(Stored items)

══════

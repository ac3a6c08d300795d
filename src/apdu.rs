//! APDU classification and best-effort EMV field extraction.
//!
//! Commands are classified from their four header bytes. Data fields and
//! response bodies are scanned as BER-TLV for the handful of EMV tags the
//! compliance rules care about. Anything unparseable is simply ignored.

use crate::error::{AppError, Result};
use crate::models::envelope::CommandClass;
use crate::models::session::ApduDirection;

pub const INS_SELECT: u8 = 0xA4;
pub const INS_READ_BINARY: u8 = 0xB0;
pub const INS_READ_BINARY_ODD: u8 = 0xB1;
pub const INS_READ_RECORD: u8 = 0xB2;
pub const INS_WRITE_BINARY: u8 = 0xD0;
pub const INS_WRITE_BINARY_ODD: u8 = 0xD1;
pub const INS_UPDATE_BINARY: u8 = 0xD6;
pub const INS_GET_CHALLENGE: u8 = 0x84;
pub const INS_INTERNAL_AUTHENTICATE: u8 = 0x88;
pub const INS_VERIFY: u8 = 0x20;
pub const INS_PUT_KEY: u8 = 0xD8;
pub const INS_CARD_BLOCK: u8 = 0x16;
pub const INS_APPLICATION_BLOCK: u8 = 0x1E;
pub const INS_TERMINATE_CARD_USAGE: u8 = 0xFE;

const TAG_PAN: u32 = 0x5A;
const TAG_AMOUNT_AUTHORISED: u32 = 0x9F02;
const TAG_CURRENCY_CODE: u32 = 0x5F2A;
const TAG_MERCHANT_CATEGORY: u32 = 0x9F15;

const MAX_TLV_DEPTH: u8 = 4;

/// Everything the relay learns from one raw APDU.
#[derive(Debug, Clone, Default, PartialEq)]
pub struct ApduAnalysis {
    pub command_class: Option<CommandClass>,
    pub command_type: String,
    pub application_id: Option<String>,
    pub transaction_type: String,
    pub amount: Option<u64>,
    pub currency: Option<String>,
    pub merchant_category: Option<String>,
    pub pan: Option<String>,
    pub pin: Option<String>,
    pub critical_operation: Option<String>,
    pub risk_score: u8,
}

impl ApduAnalysis {
    pub fn class(&self) -> CommandClass {
        self.command_class.unwrap_or(CommandClass::Unknown)
    }
}

/// Maps an instruction byte to its class.
pub fn classify_instruction(ins: u8) -> CommandClass {
    match ins {
        INS_SELECT => CommandClass::Select,
        INS_READ_BINARY | INS_READ_BINARY_ODD | INS_READ_RECORD => CommandClass::Read,
        INS_WRITE_BINARY | INS_WRITE_BINARY_ODD | INS_UPDATE_BINARY => CommandClass::Write,
        INS_GET_CHALLENGE => CommandClass::GetChallenge,
        INS_INTERNAL_AUTHENTICATE => CommandClass::InternalAuthenticate,
        _ => CommandClass::Unknown,
    }
}

/// Instructions that alter card keys or card lifecycle.
pub fn critical_operation(ins: u8) -> Option<&'static str> {
    match ins {
        INS_PUT_KEY => Some("UPDATE_KEY"),
        INS_CARD_BLOCK => Some("CARD_BLOCK"),
        INS_APPLICATION_BLOCK => Some("APPLICATION_BLOCK"),
        INS_TERMINATE_CARD_USAGE => Some("TERMINATE_CARD_USAGE"),
        _ => None,
    }
}

/// Risk contribution of an instruction, before capping.
fn instruction_risk(ins: u8) -> u32 {
    let mut score = match ins {
        INS_INTERNAL_AUTHENTICATE => 30,
        INS_WRITE_BINARY | INS_WRITE_BINARY_ODD | INS_UPDATE_BINARY => 20,
        INS_SELECT => 5,
        _ => 0,
    };
    if critical_operation(ins).is_some() {
        score += 80;
    }
    score
}

/// Analyzes one raw APDU travelling in `direction`.
///
/// # Arguments
///
/// * `raw` - The APDU bytes. Commands need at least 4, responses at least 2.
/// * `direction` - Command (toward the card) or response (toward the POS).
///
/// # Returns
///
/// The analysis, or a validation error if the frame is too short.
pub fn analyze(raw: &[u8], direction: ApduDirection) -> Result<ApduAnalysis> {
    match direction {
        ApduDirection::Command => analyze_command(raw),
        ApduDirection::Response => analyze_response(raw),
    }
}

fn analyze_command(raw: &[u8]) -> Result<ApduAnalysis> {
    if raw.len() < 4 {
        return Err(AppError::Validation(format!(
            "APDU command must be at least 4 bytes, got {}",
            raw.len()
        )));
    }

    let (cla, ins, p1, p2) = (raw[0], raw[1], raw[2], raw[3]);
    let class = classify_instruction(ins);
    let data = command_data(raw);

    let mut analysis = ApduAnalysis {
        command_class: Some(class),
        command_type: format!("CLA:{:02X},INS:{:02X},P1:{:02X},P2:{:02X}", cla, ins, p1, p2),
        critical_operation: critical_operation(ins).map(str::to_string),
        ..ApduAnalysis::default()
    };

    match class {
        // AIDs are not TLV
        CommandClass::Select => {
            if !data.is_empty() {
                let prefix = &data[..data.len().min(4)];
                analysis.application_id = Some(format!("AID_{}", hex::encode_upper(prefix)));
            }
        }
        _ if ins == INS_VERIFY => {
            analysis.pin = plaintext_pin(data);
        }
        _ => scan_tlv(data, &mut analysis, 0),
    }

    let mut risk = instruction_risk(ins);
    if analysis.pin.is_some() {
        risk += 10;
    }
    analysis.risk_score = risk.min(100) as u8;
    analysis.transaction_type = transaction_type(&analysis).to_string();
    Ok(analysis)
}

fn analyze_response(raw: &[u8]) -> Result<ApduAnalysis> {
    if raw.len() < 2 {
        return Err(AppError::Validation(format!(
            "APDU response must carry a status word, got {} bytes",
            raw.len()
        )));
    }

    let (body, sw) = raw.split_at(raw.len() - 2);
    let mut analysis = ApduAnalysis {
        command_class: Some(CommandClass::Response),
        command_type: format!("SW:{:02X}{:02X}", sw[0], sw[1]),
        ..ApduAnalysis::default()
    };
    scan_tlv(body, &mut analysis, 0);

    let mut risk = 0u32;
    if analysis.pan.is_some() {
        risk += 10;
    }
    analysis.risk_score = risk.min(100) as u8;
    analysis.transaction_type = transaction_type(&analysis).to_string();
    Ok(analysis)
}

fn transaction_type(analysis: &ApduAnalysis) -> &'static str {
    if analysis.amount.is_some() {
        return "PURCHASE";
    }
    match analysis.class() {
        CommandClass::Select => "APPLICATION_SELECTION",
        CommandClass::Read => "DATA_READ",
        CommandClass::Write => "DATA_WRITE",
        CommandClass::GetChallenge | CommandClass::InternalAuthenticate => "AUTHENTICATION",
        CommandClass::Response => "CARD_RESPONSE",
        CommandClass::Unknown => "CARD_COMMAND",
    }
}

/// The data field of a command APDU, short or extended length.
fn command_data(raw: &[u8]) -> &[u8] {
    if raw.len() <= 5 {
        return &[];
    }
    let lc = raw[4] as usize;
    if lc != 0 {
        return raw.get(5..5 + lc).unwrap_or(&raw[5..]);
    }
    // extended: 00 Lc1 Lc2
    if raw.len() > 7 {
        let lc = u16::from_be_bytes([raw[5], raw[6]]) as usize;
        return raw.get(7..7 + lc).unwrap_or(&raw[7..]);
    }
    &[]
}

/// Walks BER-TLV data, filling the EMV fields it recognises.
fn scan_tlv(data: &[u8], out: &mut ApduAnalysis, depth: u8) {
    let mut i = 0;
    while i < data.len() {
        let first = data[i];
        if first == 0x00 || first == 0xFF {
            i += 1;
            continue;
        }

        let mut tag = first as u32;
        i += 1;
        if first & 0x1F == 0x1F {
            loop {
                let Some(&b) = data.get(i) else { return };
                tag = (tag << 8) | b as u32;
                i += 1;
                if b & 0x80 == 0 || tag > 0x00FF_FFFF {
                    break;
                }
            }
        }

        let Some(&len_byte) = data.get(i) else { return };
        i += 1;
        let len = match len_byte {
            l if l < 0x80 => l as usize,
            0x81 => {
                let Some(&l) = data.get(i) else { return };
                i += 1;
                l as usize
            }
            0x82 => {
                let (Some(&hi), Some(&lo)) = (data.get(i), data.get(i + 1)) else {
                    return;
                };
                i += 2;
                u16::from_be_bytes([hi, lo]) as usize
            }
            _ => return,
        };

        let Some(value) = data.get(i..i + len) else { return };
        i += len;

        let constructed = first & 0x20 != 0;
        if constructed {
            if depth < MAX_TLV_DEPTH {
                scan_tlv(value, out, depth + 1);
            }
            continue;
        }

        match tag {
            TAG_PAN => out.pan = bcd_digits(value, true),
            TAG_AMOUNT_AUTHORISED => {
                out.amount = bcd_digits(value, false).and_then(|d| d.parse().ok());
            }
            TAG_CURRENCY_CODE => {
                out.currency = bcd_digits(value, false).map(|d| {
                    let start = d.len().saturating_sub(3);
                    d[start..].to_string()
                });
            }
            TAG_MERCHANT_CATEGORY => {
                out.merchant_category = bcd_digits(value, false).map(|d| merchant_category_name(&d));
            }
            _ => {}
        }
    }
}

/// Decodes packed BCD. With `f_padded`, a trailing `F` nibble ends the number.
fn bcd_digits(value: &[u8], f_padded: bool) -> Option<String> {
    let mut digits = String::with_capacity(value.len() * 2);
    for nibble in value.iter().flat_map(|b| [b >> 4, b & 0x0F]) {
        match nibble {
            0..=9 => digits.push(char::from(b'0' + nibble)),
            0x0F if f_padded => break,
            _ => return None,
        }
    }
    if digits.is_empty() { None } else { Some(digits) }
}

/// Names the merchant category codes the blacklist is expressed in.
pub fn merchant_category_name(mcc: &str) -> String {
    match mcc {
        "7995" | "7800" | "7801" | "7802" => "GAMBLING".to_string(),
        "5993" => "TOBACCO".to_string(),
        "5967" | "7273" => "ADULT".to_string(),
        other => format!("MCC_{}", other),
    }
}

/// PIN digits from a plaintext (format 2) VERIFY PIN block.
fn plaintext_pin(data: &[u8]) -> Option<String> {
    let (&control, rest) = data.split_first()?;
    if control >> 4 != 0x2 {
        return None;
    }
    let len = (control & 0x0F) as usize;
    let digits: String = rest
        .iter()
        .flat_map(|b| [b >> 4, b & 0x0F])
        .take(len)
        .take_while(|n| *n <= 9)
        .map(|n| char::from(b'0' + n))
        .collect();
    if digits.len() == len { Some(digits) } else { None }
}

#[cfg(test)]
mod tests {
    use super::*;

    #[test]
    fn select_is_classified_with_its_aid() {
        let raw = hex::decode("00A4040008A000000003000000").unwrap();
        let a = analyze(&raw, ApduDirection::Command).unwrap();
        assert_eq!(a.class(), CommandClass::Select);
        assert_eq!(a.command_type, "CLA:00,INS:A4,P1:04,P2:00");
        assert_eq!(a.application_id.as_deref(), Some("AID_A0000000"));
        assert_eq!(a.risk_score, 5);
        assert_eq!(a.amount, None);
    }

    #[test]
    fn short_frames_are_rejected() {
        assert!(analyze(&[0x00, 0xA4, 0x04], ApduDirection::Command).is_err());
        assert!(analyze(&[0x90], ApduDirection::Response).is_err());
        assert!(analyze(&[0x90, 0x00], ApduDirection::Response).is_ok());
    }

    #[test]
    fn risk_is_weighted_and_capped() {
        let auth = analyze(&[0x00, 0x88, 0x00, 0x00], ApduDirection::Command).unwrap();
        assert_eq!(auth.class(), CommandClass::InternalAuthenticate);
        assert_eq!(auth.risk_score, 30);

        let put_key = analyze(&[0x84, 0xD8, 0x00, 0x00], ApduDirection::Command).unwrap();
        assert_eq!(put_key.critical_operation.as_deref(), Some("UPDATE_KEY"));
        assert!(put_key.risk_score <= 100);
    }

    #[test]
    fn amount_currency_and_merchant_come_from_tlv() {
        // 9F02 amount 5,000.00, 5F2A EUR, 9F15 7995
        let data = hex::decode("9F02060000005000005F2A0209789F15027995").unwrap();
        let mut raw = vec![0x80, 0xAE, 0x80, 0x00, data.len() as u8];
        raw.extend_from_slice(&data);
        raw.push(0x00);
        let a = analyze(&raw, ApduDirection::Command).unwrap();
        assert_eq!(a.amount, Some(500_000));
        assert_eq!(a.currency.as_deref(), Some("978"));
        assert_eq!(a.merchant_category.as_deref(), Some("GAMBLING"));
        assert_eq!(a.transaction_type, "PURCHASE");
    }

    #[test]
    fn pan_is_found_inside_a_record_template() {
        // 70 { 5A 08 4761739001010010 }, 9000
        let raw = hex::decode("700A5A0847617390010100109000").unwrap();
        let a = analyze(&raw, ApduDirection::Response).unwrap();
        assert_eq!(a.class(), CommandClass::Response);
        assert_eq!(a.command_type, "SW:9000");
        assert_eq!(a.pan.as_deref(), Some("4761739001010010"));
    }

    #[test]
    fn verify_pin_block_is_decoded() {
        let raw = hex::decode("0020008008241234FFFFFFFFFF").unwrap();
        let a = analyze(&raw, ApduDirection::Command).unwrap();
        assert_eq!(a.pin.as_deref(), Some("1234"));
    }

    #[test]
    fn malformed_tlv_is_ignored() {
        let raw = hex::decode("00B2010C055A09123400").unwrap();
        let a = analyze(&raw, ApduDirection::Command).unwrap();
        assert_eq!(a.class(), CommandClass::Read);
        assert_eq!(a.pan, None);
    }
}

══════

Your assignment – Set down exactly the lines from the start of the records to the line with "pub const INS_UPDATE_BINARY: u8 = 0xD6;". Include that line, and add nothing more.

The completed task –
repository ac3a6c08d300795d
filename src/apdu.rs
//! APDU classification and best-effort EMV field extraction.
//!
//! Commands are classified from their four header bytes. Data fields and
//! response bodies are scanned as BER-TLV for the handful of EMV tags the
//! compliance rules care about. Anything unparseable is simply ignored.

use crate::error::{AppError, Result};
use crate::models::envelope::CommandClass;
use crate::models::session::ApduDirection;

pub const INS_SELECT: u8 = 0xA4;
pub const INS_READ_BINARY: u8 = 0xB0;
pub const INS_READ_BINARY_ODD: u8 = 0xB1;
pub const INS_READ_RECORD: u8 = 0xB2;
pub const INS_WRITE_BINARY: u8 = 0xD0;
pub const INS_WRITE_BINARY_ODD: u8 = 0xD1;
pub const INS_UPDATE_BINARY: u8 = 0xD6;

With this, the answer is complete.